I travel a lot and places like Tulum are my favourite and I was mortified to see how much plastic is being washed up
— Ben Pundole, vice president of Brand Experiences at EDITION.

Bravo to mega-chain Hilton too, for calling time on plastic straws on 23 May 2018, removing them from all of its properties in Europe, the Middle East and Africa by the end of 2018, vowing to make this global by the end of 2030. That means saying bye-bye to enough straws annually which if laid end to end would exceed the length of the River Seine. 

We’re also cheering Visit England for launching a #PlasticPatrol campaign to rid the UK's inland waterways of plastic pollution, and help combat the global plastic crisis by taking the problem out of the water one edifying expedition at a time. Sign up for their clean-up events across the country — there’s even the chance to take part in a free paddle-boarding session along England's canals and rivers with like-minded planet-loving volunteers.

How to give up plastic Will McCallum

Found everywhere from the deepest canyons in the ocean to the frozen Arctic tundra, ocean plastic is undoubtedly the environmental scourge of our age. Head of Oceans at Greenpeace and spokesperson for their anti-plastic campaign Will McCallum has written an edifying guide to changing the world. How to Give Up Plastic (Penguin) highlights what we can do in our own homes, communities and workplaces to start bringing about the end of our plastic dependent age — from microfibres and microbeads to straws and single-use plastic bottles.

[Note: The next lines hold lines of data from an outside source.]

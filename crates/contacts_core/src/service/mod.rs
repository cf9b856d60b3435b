//! Core use-case services.
//!
//! # Responsibility
//! - Orchestrate repository calls into shell-facing use-case APIs.
//! - Keep presentation layers decoupled from storage details.

pub mod contact_service;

Brimming with the latest research, tips and success stories, this is a genuinely inspiring and worthwhile read.

#StrawsSuck #TheLastStraw#PlasticPollution #PlasticSoup #OceanPlastic #WasteFree: it’s all very well having a sea of hashtags but what it comes down to is the changes we’re willing to make every day that enable us to honour the way we feel. Why not swap out plastic water bottles for a stylish StaySixty alternative, takeaway cups for their bamboo counterparts and single-use straws and cutlery for reusable versions? After all, little ripples make big waves.